**Your instructions:** Search the data for the word "ForwardResult" and copy every line that contains it.

**Supplied data:**

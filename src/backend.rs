//! Connected backend sockets.

use std::net::{Ipv4Addr, Ipv6Addr, SocketAddr};
use std::ops::Index;

use tokio::net::UdpSocket;
use tracing::{debug, info};

use crate::error::{ForwardError, ForwardResult};
use crate::socket::resolve_addr;

/// A backend destination and its connected outbound socket.
#[derive(Debug)]
pub struct Backend {
    addr: SocketAddr,
    socket: UdpSocket,
}

impl Backend {
    /// Binds an ephemeral socket of the same family as `addr` and connects it.
    pub async fn connect(addr: SocketAddr) -> ForwardResult<Self> {
        let bind_addr: SocketAddr = match addr {
            SocketAddr::V4(_) => (Ipv4Addr::UNSPECIFIED, 0).into(),
            SocketAddr::V6(_) => (Ipv6Addr::UNSPECIFIED, 0).into(),
        };
        let socket = UdpSocket::bind(bind_addr)
            .await
            .map_err(|source| ForwardError::Bind { address: bind_addr, source })?;
        socket
            .connect(addr)
            .await
            .map_err(|source| ForwardError::Connect { address: addr, source })?;
        debug!(backend = %addr, "backend socket connected");
        Ok(Self { addr, socket })
    }

    pub fn addr(&self) -> SocketAddr {
        self.addr
    }

    /// Sends one datagram verbatim.
    pub async fn send(&self, datagram: &[u8]) -> std::io::Result<usize> {
        self.socket.send(datagram).await
    }
}

/// Ordered, immutable set of backends. Never empty.
#[derive(Debug)]
pub struct BackendSet {
    backends: Vec<Backend>,
}

impl BackendSet {
    pub fn new(backends: Vec<Backend>) -> ForwardResult<Self> {
        if backends.is_empty() {
            return Err(ForwardError::NoBackends);
        }
        Ok(Self { backends })
    }

    /// Resolves and connects every address in order. The first failure aborts.
    pub async fn connect<S: AsRef<str>>(addrs: &[S]) -> ForwardResult<Self> {
        let mut backends = Vec::with_capacity(addrs.len());
        for addr in addrs {
            let resolved = resolve_addr(addr.as_ref()).await?;
            backends.push(Backend::connect(resolved).await?);
        }
        let set = Self::new(backends)?;
        info!(backends = ?set.addrs(), "backend set ready");
        Ok(set)
    }

    pub fn len(&self) -> usize {
        self.backends.len()
    }

    pub fn is_empty(&self) -> bool {
        self.backends.is_empty()
    }

    pub fn get(&self, index: usize) -> Option<&Backend> {
        self.backends.get(index)
    }

    pub fn addrs(&self) -> Vec<SocketAddr> {
        self.backends.iter().map(Backend::addr).collect()
    }
}

impl Index<usize> for BackendSet {
    type Output = Backend;

    fn index(&self, index: usize) -> &Backend {
        &self.backends[index]
    }
}

/// Splits a comma separated backend list, trimming entries and skipping empty ones.
pub fn parse_backend_list(list: &str) -> Vec<String> {
    list.split(',')
        .map(str::trim)
        .filter(|s| !s.is_empty())
        .map(String::from)
        .collect()
}
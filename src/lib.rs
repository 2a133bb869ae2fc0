//! udplb - a UDP datagram load balancer.
//!
//! Chunked datagrams (magic `0x1e 0x0f` followed by an 8 byte flow id) stick to
//! one backend per flow; everything else is spread at random.

pub mod backend;
pub mod classify;
pub mod config;
pub mod constants;
pub mod error;
pub mod forwarder;
pub mod listener;
pub mod pool;
pub mod queue;
pub mod router;
pub mod socket;
pub mod worker;

pub use backend::{Backend, BackendSet};
pub use config::ForwarderConfig;
pub use error::{ForwardError, ForwardResult};
pub use forwarder::{Forwarder, ForwarderHandle};
pub use pool::{BufferPool, Packet};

**Exercise result:**
use crate::error::{ForwardError, ForwardResult};
    pub async fn connect(addr: SocketAddr) -> ForwardResult<Self> {
    pub fn new(backends: Vec<Backend>) -> ForwardResult<Self> {
    pub async fn connect<S: AsRef<str>>(addrs: &[S]) -> ForwardResult<Self> {
pub use error::{ForwardError, ForwardResult};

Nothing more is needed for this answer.